After the fall of the Iron Curtain – remember that? – when the Russian tyranny kept Eastern Europe in its thrall from the end of the Second World until 1989-90, during which time they built a wall in Berlin, sent tanks on multiple occasions into Hungary, Czechoslovakia, and Poland to quash rebellions, and funded “peace” movements in the U.S. and Europe, which insisted that the United States was the greatest enemy of peace in the world.

After the fall of the Iron Curtain, there was hope that the countries of Eastern Europe formerly under Soviet tyranny might free themselves from Communist totalitarianism and establish stable, free societies.

One challenge they faced was how to import the good things from the West, like free speech, markets, democracy, and freedom of religion, without importing the bad things.  As one man put it: “We want to know how to import the free market without importing (the singer) Madonna.  We want to know how we can get abundant food in the supermarkets without having our daughters dress like whores.”

Yes, that is a challenge.  We haven’t figured that out ourselves, I’m afraid.

But in its essence, this is the question of how you establish a free society without having “freedom” degrade into mere “license,” at which point that freedom becomes self-cannibalizing. Soon the calls for shutting down the opposition begin, and the forces of new tyrannies begin to rear their ugly heads, whether promising beneficent government care for everyone (as long as everyone submits to government control) or the restoration of “order” and a lost “greatness.”

But this brings us back to singing “God Bless America” in Slovakia. Isn’t that too chauvinistic and insensitive to one’s host country?  It might have been, but it was “culture night.”  Students from each country made presentations. The Slovakians did a traditional Slovakian folk dance to traditional Slovakian folk music and then invited everyone to join in.

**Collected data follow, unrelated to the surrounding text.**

//! Backend selection and the degrade-to-placeholder request path.

use crate::config::{BackendSelection, ImageConfig};
use crate::error::{ImageGenError, Result};
use crate::image::providers::{
    GeminiProvider, LocalServerProvider, OpenAiImageProvider, PexelsProvider, PixabayProvider,
};
use crate::image::{ImageProvider, StockImageSource};
use crate::prompt::ImagePrompt;
use serde::Serialize;
use std::path::{Path, PathBuf};

/// Static image served whenever no real image can be produced.
pub const PLACEHOLDER_IMAGE_PATH: &str = "/static/images/placeholder.jpg";

/// Where a saved image came from, kept for later attribution.
#[derive(Debug, Clone, PartialEq, Eq, Serialize)]
pub struct ImageAttribution {
    /// The caller's prompt, without theme.
    pub prompt: String,
    /// The caller's theme, if any.
    pub theme_prompt: Option<String>,
}

/// Outcome of one image request.
#[derive(Debug, Clone, PartialEq, Eq, Serialize)]
#[serde(tag = "type", content = "value", rename_all = "snake_case")]
pub enum ImageResult {
    /// Hosted image link returned by a stock search.
    RemoteUrl(String),
    /// Image written to the output directory.
    SavedFile {
        /// Location of the file.
        path: PathBuf,
        /// Prompt and theme the image was made from.
        metadata: ImageAttribution,
    },
    /// The fixed placeholder path.
    Placeholder(&'static str),
}

impl ImageResult {
    /// Returns true for the placeholder fallback.
    pub fn is_placeholder(&self) -> bool {
        matches!(self, Self::Placeholder(_))
    }

    /// Returns the URL or path as a string.
    pub fn location(&self) -> String {
        match self {
            Self::RemoteUrl(url) => url.clone(),
            Self::SavedFile { path, .. } => path.display().to_string(),
            Self::Placeholder(path) => (*path).to_string(),
        }
    }
}

/// The one backend a dispatcher is bound to.
pub enum Backend {
    /// Pixabay search.
    Pixabay(PixabayProvider),
    /// Pexels search.
    Pexels(PexelsProvider),
    /// Gemini Flash generation.
    GeminiFlash(GeminiProvider),
    /// DALL-E 3 generation.
    DallE3(OpenAiImageProvider),
    /// Local Automatic1111-compatible server.
    LocalServer(LocalServerProvider),
}

/// Raw backend answer before it is checked.
#[derive(Debug)]
enum BackendOutput {
    Url(String),
    File(PathBuf),
}

impl Backend {
    /// Builds the provider for `selection` from configuration.
    ///
    /// Returns `Ok(None)` for [`BackendSelection::Disabled`]. A missing local
    /// server URL fails here, before any request is made. Missing API keys
    /// do not: those backends bind and fail per request.
    pub fn from_config(selection: BackendSelection, config: &ImageConfig) -> Result<Option<Self>> {
        let backend = match selection {
            BackendSelection::Disabled => return Ok(None),
            BackendSelection::Pixabay => {
                let mut builder = PixabayProvider::builder();
                if let Some(key) = &config.pixabay_api_key {
                    builder = builder.api_key(key);
                }
                Self::Pixabay(builder.build()?)
            }
            BackendSelection::Pexels => {
                let mut builder = PexelsProvider::builder();
                if let Some(key) = &config.pexels_api_key {
                    builder = builder.api_key(key);
                }
                Self::Pexels(builder.build()?)
            }
            BackendSelection::GeminiFlash => {
                let mut builder = GeminiProvider::builder();
                if let Some(key) = &config.google_api_key {
                    builder = builder.api_key(key);
                }
                Self::GeminiFlash(builder.build()?)
            }
            BackendSelection::DallE3 => {
                let mut builder = OpenAiImageProvider::builder();
                if let Some(key) = &config.openai_api_key {
                    builder = builder.api_key(key);
                }
                Self::DallE3(builder.build()?)
            }
            BackendSelection::LocalServer => {
                let mut builder = LocalServerProvider::builder();
                if let Some(url) = &config.local_image_url {
                    builder = builder.url(url);
                }
                if let Some(model) = &config.local_image_model {
                    builder = builder.model(model);
                }
                Self::LocalServer(builder.build()?)
            }
        };
        Ok(Some(backend))
    }

    /// Returns which backend this is.
    pub fn selection(&self) -> BackendSelection {
        match self {
            Self::Pixabay(_) => BackendSelection::Pixabay,
            Self::Pexels(_) => BackendSelection::Pexels,
            Self::GeminiFlash(_) => BackendSelection::GeminiFlash,
            Self::DallE3(_) => BackendSelection::DallE3,
            Self::LocalServer(_) => BackendSelection::LocalServer,
        }
    }

    async fn invoke(&self, prompt: &str, output_dir: &Path) -> Result<BackendOutput> {
        match self {
            Self::Pixabay(source) => search(source, prompt).await,
            Self::Pexels(source) => search(source, prompt).await,
            Self::GeminiFlash(provider) => generate_to(provider, prompt, output_dir).await,
            Self::DallE3(provider) => generate_to(provider, prompt, output_dir).await,
            Self::LocalServer(provider) => generate_to(provider, prompt, output_dir).await,
        }
    }
}

async fn search(source: &dyn StockImageSource, query: &str) -> Result<BackendOutput> {
    let url = source.search(query).await?;
    tracing::info!(provider = %source.kind(), url = %url, "stock image found");
    Ok(BackendOutput::Url(url))
}

async fn generate_to(
    provider: &dyn ImageProvider,
    prompt: &str,
    output_dir: &Path,
) -> Result<BackendOutput> {
    let image = provider.generate(prompt).await?;
    let path = image.save_to_dir(output_dir).await?;
    tracing::info!(
        provider = provider.name(),
        model = ?image.metadata.model,
        duration_ms = ?image.metadata.duration_ms,
        size_bytes = image.size(),
        format = image.format.mime_type(),
        path = %path.display(),
        "image generated"
    );
    Ok(BackendOutput::File(path))
}

/// Checks a backend answer and turns it into an [`ImageResult`].
async fn normalize(output: BackendOutput, prompt: &ImagePrompt) -> Result<ImageResult> {
    match output {
        BackendOutput::Url(url) if url.starts_with("http://") || url.starts_with("https://") => {
            Ok(ImageResult::RemoteUrl(url))
        }
        BackendOutput::Url(url) => Err(ImageGenError::UnexpectedResponse(format!(
            "backend returned a non-HTTP image location: {url:?}"
        ))),
        BackendOutput::File(path) => {
            if tokio::fs::try_exists(&path).await.unwrap_or(false) {
                Ok(ImageResult::SavedFile {
                    path,
                    metadata: ImageAttribution {
                        prompt: prompt.prompt.clone(),
                        theme_prompt: prompt.theme_prompt.clone(),
                    },
                })
            } else {
                Err(ImageGenError::UnexpectedResponse(format!(
                    "Image not found at {}",
                    path.display()
                )))
            }
        }
    }
}

/// Routes image requests to the one configured backend.
///
/// The binding is fixed at construction. `generate` never fails: every
/// per-request error is logged and answered with the placeholder.
pub struct ImageDispatcher {
    output_dir: PathBuf,
    selection: Option<BackendSelection>,
    backend: Option<Backend>,
}

impl ImageDispatcher {
    /// Resolves the selection in `config` and binds its backend.
    ///
    /// Configuration errors (missing API key or local server URL for the
    /// selected backend) are returned here.
    pub fn from_config(output_dir: impl Into<PathBuf>, config: &ImageConfig) -> Result<Self> {
        let output_dir = output_dir.into();
        let selection = config.resolve();
        let backend = match selection {
            Some(selection) => Backend::from_config(selection, config)?,
            None => None,
        };

        match selection {
            Some(selection) => tracing::info!(provider = %selection, "image backend bound"),
            None => tracing::warn!(
                configured = ?config.image_provider,
                "no image backend selected"
            ),
        }

        Ok(Self {
            output_dir,
            selection,
            backend,
        })
    }

    /// Binds an already built backend.
    pub fn new(output_dir: impl Into<PathBuf>, backend: Backend) -> Self {
        Self {
            output_dir: output_dir.into(),
            selection: Some(backend.selection()),
            backend: Some(backend),
        }
    }

    /// A dispatcher that always answers with the placeholder.
    pub fn disabled(output_dir: impl Into<PathBuf>) -> Self {
        Self {
            output_dir: output_dir.into(),
            selection: Some(BackendSelection::Disabled),
            backend: None,
        }
    }

    /// Returns the resolved selection; `None` when nothing was selected.
    pub fn selection(&self) -> Option<BackendSelection> {
        self.selection
    }

    /// Returns the directory generated images are written to.
    pub fn output_dir(&self) -> &Path {
        &self.output_dir
    }

    /// Returns the bound backend, if any.
    pub fn backend(&self) -> Option<&Backend> {
        self.backend.as_ref()
    }

    /// Acquires one image for `prompt`.
    pub async fn generate(&self, prompt: &ImagePrompt) -> ImageResult {
        let Some(backend) = &self.backend else {
            if self.selection == Some(BackendSelection::Disabled) {
                tracing::info!("image generation is disabled, using placeholder image");
            } else {
                tracing::warn!("no image backend bound, using placeholder image");
            }
            return ImageResult::Placeholder(PLACEHOLDER_IMAGE_PATH);
        };

        let selection = backend.selection();
        let effective = prompt.effective_prompt(!selection.is_stock());
        tracing::info!(provider = %selection, prompt = %effective, "generating image");

        let outcome = match backend.invoke(&effective, &self.output_dir).await {
            Ok(output) => normalize(output, prompt).await,
            Err(e) => Err(e),
        };

        match outcome {
            Ok(result) => result,
            Err(e) => {
                tracing::error!(
                    provider = %selection,
                    kind = %e.kind(),
                    error = %e,
                    "image generation failed, using placeholder image"
                );
                ImageResult::Placeholder(PLACEHOLDER_IMAGE_PATH)
            }
        }
    }
}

It was a delight.  People laughed even when they got the steps wrong and danced with the sort of joy one imagines the peasants who created these dances must have felt.

The Slovaks had learned these dances as children.  No longer peasants, they continued to keep these old traditions alive – a tradition of which they were obviously and rightly proud.  It was a pleasure and a privilege to share in that pride with them.  I’m an American, but why would I resent that pride?  It seems altogether healthy and a joy to see.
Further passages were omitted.